I Hate Suzie is a bold and edgy drama about the moment a mask slips and a woman’s life unravels. Starring Billie Piper, the series follows Suzie Pickles, a former teen pop star-turned-actor, who has her existence flipped when her phone is hacked and compromising photos are leaked. It’s a witty and keenly observed take on what it means to be a woman, and it’s on course to be your new obsession.
It is written by the fabulous playwright and screenwriter Lucy Prebble, who I the pleasure of sitting down with recently.
DOMINIQUE: Lucy, you’ve worked with Billie Piper, the star of I Hate Suzie, many times. Tell us about your relationship and what it is about her that draws you to her as an actor?
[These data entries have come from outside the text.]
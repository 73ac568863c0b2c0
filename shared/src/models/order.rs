//! Order Model

use serde::{Deserialize, Serialize};
use std::fmt;
use std::str::FromStr;

use crate::error::{AppError, AppResult, ErrorCode};

/// Order lifecycle status
///
/// `Pending -> WaitingPayment -> Paid`. Nothing in the type forbids other
/// transitions; `UpdateOrder` callers are trusted.
#[derive(Debug, Clone, Copy, PartialEq, Eq, Hash, Default, Serialize, Deserialize)]
#[serde(rename_all = "snake_case")]
pub enum OrderStatus {
    #[default]
    Pending,
    WaitingPayment,
    Paid,
}

impl OrderStatus {
    pub fn as_str(&self) -> &'static str {
        match self {
            Self::Pending => "pending",
            Self::WaitingPayment => "waiting_payment",
            Self::Paid => "paid",
        }
    }
}

impl fmt::Display for OrderStatus {
    fn fmt(&self, f: &mut fmt::Formatter<'_>) -> fmt::Result {
        f.write_str(self.as_str())
    }
}

impl FromStr for OrderStatus {
    type Err = String;

    fn from_str(s: &str) -> Result<Self, Self::Err> {
        match s {
            "pending" => Ok(Self::Pending),
            "waiting_payment" => Ok(Self::WaitingPayment),
            "paid" => Ok(Self::Paid),
            other => Err(format!("unknown order status: {other}")),
        }
    }
}

/// A validated order line, priced by the stock service
#[derive(Debug, Clone, PartialEq, Eq, Serialize, Deserialize)]
pub struct Item {
    pub id: String,
    #[serde(default)]
    pub name: String,
    pub quantity: i32,
    /// Processor-side price reference
    #[serde(rename = "priceID", default)]
    pub price_id: String,
}

/// A requested order line: item reference plus quantity
#[derive(Debug, Clone, PartialEq, Eq, Serialize, Deserialize)]
pub struct ItemWithQuantity {
    pub id: String,
    pub quantity: i32,
}

impl ItemWithQuantity {
    pub fn new(id: impl Into<String>, quantity: i32) -> Self {
        Self {
            id: id.into(),
            quantity,
        }
    }
}

/// Reject empty requests, lines without an id and non-positive quantities
pub fn validate_items(items: &[ItemWithQuantity]) -> AppResult<()> {
    if items.is_empty() {
        return Err(AppError::new(ErrorCode::OrderItemsEmpty));
    }
    for item in items {
        if item.id.is_empty() {
            return Err(AppError::new(ErrorCode::OrderItemIdMissing));
        }
        if item.quantity <= 0 {
            return Err(AppError::new(ErrorCode::OrderInvalidQuantity)
                .with_detail("item_id", item.id.clone())
                .with_detail("quantity", item.quantity));
        }
    }
    Ok(())
}

/// Order entity, also the body of `OrderCreated` and `OrderPaid` events
#[derive(Debug, Clone, PartialEq, Eq, Serialize, Deserialize)]
pub struct Order {
    pub id: String,
    #[serde(rename = "customerID")]
    pub customer_id: String,
    #[serde(default)]
    pub status: OrderStatus,
    #[serde(default)]
    pub items: Vec<Item>,
    #[serde(rename = "paymentLink", default)]
    pub payment_link: String,
}

impl Order {
    /// Minimal record published when the processor confirms payment
    pub fn paid(id: impl Into<String>, customer_id: impl Into<String>) -> Self {
        Self {
            id: id.into(),
            customer_id: customer_id.into(),
            status: OrderStatus::Paid,
            items: Vec::new(),
            payment_link: String::new(),
        }
    }

    /// Page the customer lands on after checkout, `<base>/success.html?customerID=..&orderID=..`
    pub fn success_url(&self, base: &str) -> String {
        format!(
            "{base}/success.html?customerID={}&orderID={}",
            urlencoding::encode(&self.customer_id),
            urlencoding::encode(&self.id)
        )
    }
}

// ========== RPC payloads ==========

/// `OrderService/CreateOrder` request
#[derive(Debug, Clone, Serialize, Deserialize)]
pub struct CreateOrderRequest {
    #[serde(rename = "customerID")]
    pub customer_id: String,
    pub items: Vec<ItemWithQuantity>,
}

/// `OrderService/GetOrder` and `OrderService/GetOrderForStockUpdate` request
#[derive(Debug, Clone, Serialize, Deserialize)]
pub struct GetOrderRequest {
    #[serde(rename = "orderID")]
    pub order_id: String,
    #[serde(rename = "customerID")]
    pub customer_id: String,
}

/// `OrderService/UpdateOrder` request
#[derive(Debug, Clone, Serialize, Deserialize)]
pub struct UpdateOrderRequest {
    #[serde(rename = "orderID")]
    pub order_id: String,
    pub status: OrderStatus,
    #[serde(rename = "paymentLink", default)]
    pub payment_link: String,
}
LUCY: I first met Billie more than 15 years ago on Secret Diary of a Call Girl. At the end of it, Billie was kind and brave enough to come over to me and say “Can we be real friends?” In an insincere but professional way, I agreed. She looked at me then, and said, “No, I really mean it”. “Gosh”, I thought, “that is very brave and beautiful”, and so I agreed. And we have been best friends ever since.
That story is a good illustration of one of the many reasons I really like working with her; she is incredibly open and able to channel a full spectrum of emotions very truthfully. She is brave enough to be honest. That made it easier for me to write the part of Suzie for her. I trusted her and I knew she would understand the emotions I wanted to explore.
How do you and Billie work together? Did you have a process?
Originally we just hung out and chatted. We went for drinks and just talked. When it got more serious we hired a room in London and every day for six weeks we went in and put story ideas up on the walls and started to plan episodes. We would pitch ideas to each other. Often we would try to make each other laugh. It’s a useful tool when you write, to remember what makes you laugh, and to try and turn away from what you think is funny because you have seen it on TV or in comedy.
Register for our free virtual event with Tara Stewart, Daniella Moyles and Erica Cody to celebrate the launch of I Hate Suzie, on September 9
Much of I Hate Suzie’s power lies in the way it plays on Billie’s already-defined status as a pop-star turned actor. Why or how did you decide to go with this format?
I am interested in how many people think of that reference as in-joke. I have always thought about it differently. I wanted to explore quite a lot of themes and concepts in I Hate Suzie. Using what the public already knew about Billie was a quick way to introduce the character, so we could get right into the storyline. Viewers are used to seeing first episodes that introduce you to everyone, the storyline, the supporting characters etc. It’s a bit tiresome and it can begin to feel a bit dry. You don’t experience life like that. So although it seems like an in-joke I was really trying to do the opposite, and bring everybody in, quickly, to this woman’s reality.
I think you succeeded there. It was like an in-joke that everyone was in on. The series is a very real look at the underbelly of fame, and the way it both bestows power and then takes it away. Was that your intention?
Yes. Interestingly, we talked so much more about femaleness, and being a woman, a wife and a mother. We realised that fame is a really good metaphor for all those things. The character of Suzie becomes famous at the age of 15 from a talent show. This thing happens to girls at a certain age, famous or not, when suddenly they are public property because they are becoming ‘attractive’ in the eyes of cultural patriarchy. And then you get older and the whole world starts to go, “Oh no, not you anymore, not you”. That’s an experience a lot of women can relate to. And it is not dissimilar to the experience of fame. One minute you are ‘hot’ and everyone wants you, and then next you are done.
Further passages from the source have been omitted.